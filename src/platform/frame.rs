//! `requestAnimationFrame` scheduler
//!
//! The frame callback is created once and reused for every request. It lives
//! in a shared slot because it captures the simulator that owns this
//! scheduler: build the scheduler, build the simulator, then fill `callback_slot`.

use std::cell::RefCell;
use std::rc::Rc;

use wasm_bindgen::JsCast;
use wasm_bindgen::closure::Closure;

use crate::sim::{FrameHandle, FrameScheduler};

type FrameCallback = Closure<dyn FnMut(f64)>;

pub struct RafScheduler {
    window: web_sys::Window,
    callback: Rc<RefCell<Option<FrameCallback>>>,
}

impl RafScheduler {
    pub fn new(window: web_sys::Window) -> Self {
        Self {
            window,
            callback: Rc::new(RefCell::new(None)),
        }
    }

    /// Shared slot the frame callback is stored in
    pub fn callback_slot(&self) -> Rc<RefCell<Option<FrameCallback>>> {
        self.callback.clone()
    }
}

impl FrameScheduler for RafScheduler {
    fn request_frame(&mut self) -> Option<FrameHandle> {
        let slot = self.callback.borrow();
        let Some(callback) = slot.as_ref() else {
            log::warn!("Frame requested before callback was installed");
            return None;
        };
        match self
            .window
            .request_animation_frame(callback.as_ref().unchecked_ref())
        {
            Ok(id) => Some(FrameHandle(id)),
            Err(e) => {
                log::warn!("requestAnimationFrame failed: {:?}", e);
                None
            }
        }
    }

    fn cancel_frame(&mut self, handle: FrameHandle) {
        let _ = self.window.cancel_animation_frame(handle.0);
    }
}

┄┄┄┄┄┄┄┄┄┄

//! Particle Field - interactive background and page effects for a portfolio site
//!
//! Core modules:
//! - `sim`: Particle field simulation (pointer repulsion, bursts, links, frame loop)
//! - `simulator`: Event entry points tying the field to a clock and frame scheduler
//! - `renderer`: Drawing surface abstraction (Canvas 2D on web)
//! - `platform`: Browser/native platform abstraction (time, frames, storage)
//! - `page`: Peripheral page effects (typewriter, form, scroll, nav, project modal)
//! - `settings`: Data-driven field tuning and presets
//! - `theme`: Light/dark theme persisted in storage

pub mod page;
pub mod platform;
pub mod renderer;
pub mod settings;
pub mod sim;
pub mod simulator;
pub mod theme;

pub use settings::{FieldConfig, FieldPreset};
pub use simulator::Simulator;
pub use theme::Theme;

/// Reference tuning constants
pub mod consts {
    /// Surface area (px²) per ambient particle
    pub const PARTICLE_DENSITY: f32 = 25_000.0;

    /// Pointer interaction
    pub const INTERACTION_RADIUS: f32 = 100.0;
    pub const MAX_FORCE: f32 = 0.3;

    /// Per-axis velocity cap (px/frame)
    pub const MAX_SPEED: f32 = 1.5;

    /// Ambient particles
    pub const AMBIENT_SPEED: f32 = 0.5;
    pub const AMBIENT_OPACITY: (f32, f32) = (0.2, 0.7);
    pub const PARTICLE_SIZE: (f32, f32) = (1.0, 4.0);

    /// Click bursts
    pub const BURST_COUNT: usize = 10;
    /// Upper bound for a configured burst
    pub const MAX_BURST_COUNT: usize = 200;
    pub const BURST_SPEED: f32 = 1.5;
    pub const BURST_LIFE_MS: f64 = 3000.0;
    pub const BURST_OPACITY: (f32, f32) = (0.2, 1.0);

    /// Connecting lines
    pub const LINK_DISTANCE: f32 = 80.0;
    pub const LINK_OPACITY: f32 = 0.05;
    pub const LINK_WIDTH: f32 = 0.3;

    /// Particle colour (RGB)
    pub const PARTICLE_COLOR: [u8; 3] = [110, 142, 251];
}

┄┄┄┄┄┄┄┄┄┄

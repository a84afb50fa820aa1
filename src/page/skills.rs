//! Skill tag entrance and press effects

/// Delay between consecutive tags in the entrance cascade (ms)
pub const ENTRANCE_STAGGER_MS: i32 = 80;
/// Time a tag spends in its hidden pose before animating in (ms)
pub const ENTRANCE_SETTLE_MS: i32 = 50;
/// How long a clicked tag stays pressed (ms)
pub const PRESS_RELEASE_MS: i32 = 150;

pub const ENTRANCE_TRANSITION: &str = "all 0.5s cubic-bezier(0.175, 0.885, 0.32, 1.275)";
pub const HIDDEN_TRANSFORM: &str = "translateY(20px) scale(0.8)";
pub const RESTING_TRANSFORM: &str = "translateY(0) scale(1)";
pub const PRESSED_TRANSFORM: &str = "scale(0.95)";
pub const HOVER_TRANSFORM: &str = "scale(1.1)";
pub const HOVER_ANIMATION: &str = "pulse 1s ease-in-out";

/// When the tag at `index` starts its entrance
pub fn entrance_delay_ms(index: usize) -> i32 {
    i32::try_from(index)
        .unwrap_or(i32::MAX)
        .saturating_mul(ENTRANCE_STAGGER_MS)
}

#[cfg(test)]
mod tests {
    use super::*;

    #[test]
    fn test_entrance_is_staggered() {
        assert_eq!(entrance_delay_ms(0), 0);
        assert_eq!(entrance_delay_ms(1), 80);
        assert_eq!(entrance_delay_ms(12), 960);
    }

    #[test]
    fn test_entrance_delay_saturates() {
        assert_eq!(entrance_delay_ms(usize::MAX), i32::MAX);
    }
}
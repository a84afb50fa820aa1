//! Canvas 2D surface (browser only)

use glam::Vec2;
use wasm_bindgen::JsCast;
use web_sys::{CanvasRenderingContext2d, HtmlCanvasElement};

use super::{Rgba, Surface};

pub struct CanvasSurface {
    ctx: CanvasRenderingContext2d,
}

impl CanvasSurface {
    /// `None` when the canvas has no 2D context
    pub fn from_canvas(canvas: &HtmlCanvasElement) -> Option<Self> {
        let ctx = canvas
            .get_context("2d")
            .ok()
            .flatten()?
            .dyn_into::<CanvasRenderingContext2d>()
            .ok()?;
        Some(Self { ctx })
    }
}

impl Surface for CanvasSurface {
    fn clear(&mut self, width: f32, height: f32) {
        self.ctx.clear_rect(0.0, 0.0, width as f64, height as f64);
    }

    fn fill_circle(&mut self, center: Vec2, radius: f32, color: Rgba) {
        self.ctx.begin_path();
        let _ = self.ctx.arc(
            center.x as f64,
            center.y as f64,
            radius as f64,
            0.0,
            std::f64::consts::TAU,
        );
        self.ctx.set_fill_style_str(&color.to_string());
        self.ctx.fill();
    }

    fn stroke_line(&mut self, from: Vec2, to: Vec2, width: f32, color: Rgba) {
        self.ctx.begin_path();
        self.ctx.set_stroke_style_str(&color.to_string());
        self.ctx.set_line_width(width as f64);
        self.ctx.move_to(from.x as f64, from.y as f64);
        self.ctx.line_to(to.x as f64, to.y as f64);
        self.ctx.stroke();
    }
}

┄┄┄┄┄┄┄┄┄┄

• WORK REQUIRED
Retype the portion of the data above that starts on the line with "request. It lives" and finishes on the line with "is stored in", including both of those lines.

• ANSWER
//! The frame callback is created once and reused for every request. It lives
//! in a shared slot because it captures the simulator that owns this
//! scheduler: build the scheduler, build the simulator, then fill `callback_slot`.

use std::cell::RefCell;
use std::rc::Rc;

use wasm_bindgen::JsCast;
use wasm_bindgen::closure::Closure;

use crate::sim::{FrameHandle, FrameScheduler};

type FrameCallback = Closure<dyn FnMut(f64)>;

pub struct RafScheduler {
    window: web_sys::Window,
    callback: Rc<RefCell<Option<FrameCallback>>>,
}

impl RafScheduler {
    pub fn new(window: web_sys::Window) -> Self {
        Self {
            window,
            callback: Rc::new(RefCell::new(None)),
        }
    }

    /// Shared slot the frame callback is stored in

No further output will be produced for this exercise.